Je pense que l'objectif de tous les metteurs en scène et de tous les comédien.nes, c'est de faire et d'être dans de bonnes mises en scène. Il est donc commun. Il faut se le rappeler, et se le redire, ensemble, car on peut vite l'oublier. Maintenant, il n'y a pas de recette, mais je pense que pour faire une bonne mise en scène, il faut une bonne intention, de bonnes idées, une bonne organisation, une bonne équipe, des bonnes énergies et de bonnes heures de travail ! C'est déjà pas mal.
Quel est le plus gros challenge que vous avez rencontré dans votre carrière ?
Le prix Théâtre 13 : mettre en scène des comédien.nes et des non-comédien.nes diamétralement opposées, sur VIRIL(E.S), un texte que j'écrivais au fur et à mesure des tours, répéter dans une salle de manière intensive à des heures pas possibles, car certaines avaient un autre travail en parallèle, d'autres devaient tourner la journée, des heures de débats, de discussions, sans avoir la fin du spectacle à 5 jours de la première dans le cadre du Prix Théâtre 13, c'était une sacré aventure dont je suis déjà nostalgique. J'ai beaucoup appris grâce à ça.
Quelles sont vos plus grandes influences ?
Ça dépend, mais toujours dans le fil-droit du mélange des genres, je dirais que sur le plan théorique il y a Grotowski, Artaud et Aristote. Sur le plan de la mise en scène : Vincent Macaigne, Joël Pommerat, Ahmed Madani, Mohamed El Khatib, Ostermeier et beaucoup d'autres. Marion Motin, le collectif (LA) Horde pour la danse. Mes plus grosses influences viennent des autres arts, de la lecture, des films, de la musique. Les tableaux m'inspirent énormément, particulièrement du 18e siècle, mais aussi des artistes plus contemporains : Pollock, Mondrian, JonOne. Et bien entendu, la vie, ma vie et ce que je ressens du monde et ce qu'on m'en raconte.
Quelle est la pièce ou le texte que vous rêveriez de monter ?
Ma prochaine création !
Que souhaitez-vous transmettre durant votre stage au sein du Libre Acteur ?
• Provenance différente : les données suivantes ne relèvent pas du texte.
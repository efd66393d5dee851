//! # Genesis Flows
//!
//! Export from a live ledger, re-import, and the upgrade path from older
//! genesis layouts through the migration pipeline.

#[cfg(test)]
mod tests {
    use ledger_runtime::{GenesisState, LedgerApp, LedgerConfig, MigrationPipeline, GENESIS_VERSION};
    use lm_01_escrow_ledger::SpentBalance;
    use serde_json::{json, Value};
    use shared_types::{Address, Coin, U256};

    use crate::harness::LedgerHarness;

    fn owner() -> Address {
        Address::new([0x6E; 20])
    }

    /// Ledger with one completed order, one chain and `records` blocks kept
    /// in state under a limit of 10.
    fn live_ledger(records: u64) -> LedgerHarness {
        let mut config = LedgerConfig::for_testing();
        config.anchor.default_storage_limit = 10;
        let mut h = LedgerHarness::with_config(config, Vec::new());
        h.fund_locked(owner(), 1_500);
        let chain_id = h.register(owner(), "exported").unwrap();
        for height in 1..=records {
            h.record(owner(), chain_id, height).unwrap();
        }
        h
    }

    /// Rewrite a current export into the version 1 layout.
    fn downgrade_to_v1(mut genesis: Value) -> Value {
        genesis["version"] = json!(1);
        let escrow = genesis["escrow"].as_object_mut().unwrap();
        escrow.remove("spent");
        escrow.remove("total_spent");

        let params = genesis["anchor"]["params"].as_object_mut().unwrap();
        params.remove("fee_purchase_storage");
        params.remove("default_storage_limit");
        params.remove("max_storage_limit");

        for export in genesis["anchor"]["chains"].as_array_mut().unwrap() {
            let export = export.as_object_mut().unwrap();
            export.remove("in_state_limit");
            let chain = export.get_mut("chain").unwrap().as_object_mut().unwrap();
            let base_type = chain.remove("base_type").unwrap();
            chain.insert("type".into(), base_type);
            chain.remove("num_blocks_in_state");
            chain.remove("lowest_height_in_state");
        }
        genesis
    }

    #[test]
    fn test_export_import_roundtrip() {
        let mut h = live_ledger(4);
        let exported = h.app.export_genesis().unwrap();
        assert_eq!(exported.version, GENESIS_VERSION);

        let json = exported.to_json_pretty().unwrap();
        let parsed = GenesisState::from_json(&json).unwrap();
        let mut config = LedgerConfig::for_testing();
        config.anchor.default_storage_limit = 10;
        let mut imported = LedgerApp::from_genesis(config, &parsed).unwrap();

        assert_eq!(imported.export_genesis().unwrap(), exported);
        assert_eq!(imported.height(), 0);
        imported.assert_invariants().unwrap();
    }

    #[test]
    fn test_v1_export_migrates_and_imports() {
        let mut h = live_ledger(6);
        let current = serde_json::to_value(h.app.export_genesis().unwrap()).unwrap();
        let actual_spent = current["escrow"]["spent"].clone();
        let v1 = downgrade_to_v1(current);

        let pipeline = MigrationPipeline::standard_with(&LedgerConfig::for_testing().anchor);
        let migrated = pipeline.migrate(v1, GENESIS_VERSION).unwrap();
        let state: GenesisState = serde_json::from_value(migrated).unwrap();

        // newest three kept under the testing default limit
        let chain = &state.anchor.chains[0];
        let heights: Vec<u64> = chain.blocks.iter().map(|b| b.height).collect();
        assert_eq!(heights, vec![4, 5, 6]);
        assert_eq!(chain.in_state_limit, 3);
        assert_eq!(chain.chain.last_height, 6);
        assert_eq!(chain.chain.base_type, "geth");

        // completed 1500, still locked 1500 - 1000 - 60
        let spent: Vec<SpentBalance> = serde_json::from_value(actual_spent).unwrap();
        assert_eq!(state.escrow.spent, spent);
        assert_eq!(state.escrow.total_spent, Coin::new("nund", 1_060u64));

        let mut app = LedgerApp::from_genesis(LedgerConfig::for_testing(), &state).unwrap();
        let locked = app.query(|ctx, k| k.escrow.locked_balance(ctx, &owner()).unwrap().amount.amount);
        assert_eq!(locked, U256::from(440u64));
    }

    #[test]
    fn test_old_layout_refused_without_migration() {
        let mut h = live_ledger(1);
        let v1 = downgrade_to_v1(serde_json::to_value(h.app.export_genesis().unwrap()).unwrap());
        let err = GenesisState::from_json(&v1.to_string()).unwrap_err();
        assert_eq!(err.code(), 602);
    }

    #[test]
    fn test_import_rejects_unbacked_locked_funds() {
        let mut h = live_ledger(0);
        let mut state = h.app.export_genesis().unwrap();
        // claim more locked than the escrow account holds
        state.escrow.locked[0].amount = Coin::new("nund", 9_999u64);
        state.escrow.total_locked = Coin::new("nund", 9_999u64);
        let err = LedgerApp::from_genesis(LedgerConfig::for_testing(), &state).err().unwrap();
        assert_eq!(err.code(), 102);
    }
}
Je désire leur donner un morceau de mon univers et des prières que j'essaie de me répéter tous les jours. Se décharger de tout savoir, de toute vérité, de tout préjugé sur le texte où sur ce qu'on pense. Oser se laisser déranger, porter. Accepter de se laisser surprendre, de ne pas savoir, d'être ridicule, d'être timide, pudique, de prendre en charge, pleinement, d'affronter le regard de l'autre en ne l'ignorant pas, surtout, et sourire. Sourire quand on a peur. Sourire quand on veut s'énerver contre nous-même. De se souvenir que nous avons tous quelque chose à dire, se donner de l'importance, de la légitimité, raconter un texte avec le cœur, de s'en emparer pleinement pour qu'il devienne une nécessité. Il faut qu'ils lisent le SMS de Cologne de Vincent Macaigne.
Sur quels projets travaillez-vous actuellement ?
Je travaille aux côtés des Ateliers Medicis dans le cadre du dispositif "Création en cours" avec la pièce "Cyrano de Bergerac" dans la ville de Clichy-sous-bois. En parallèle, je travaille sur l'écriture de ma prochaine pièce "Coconut Grove FRAC/TURE".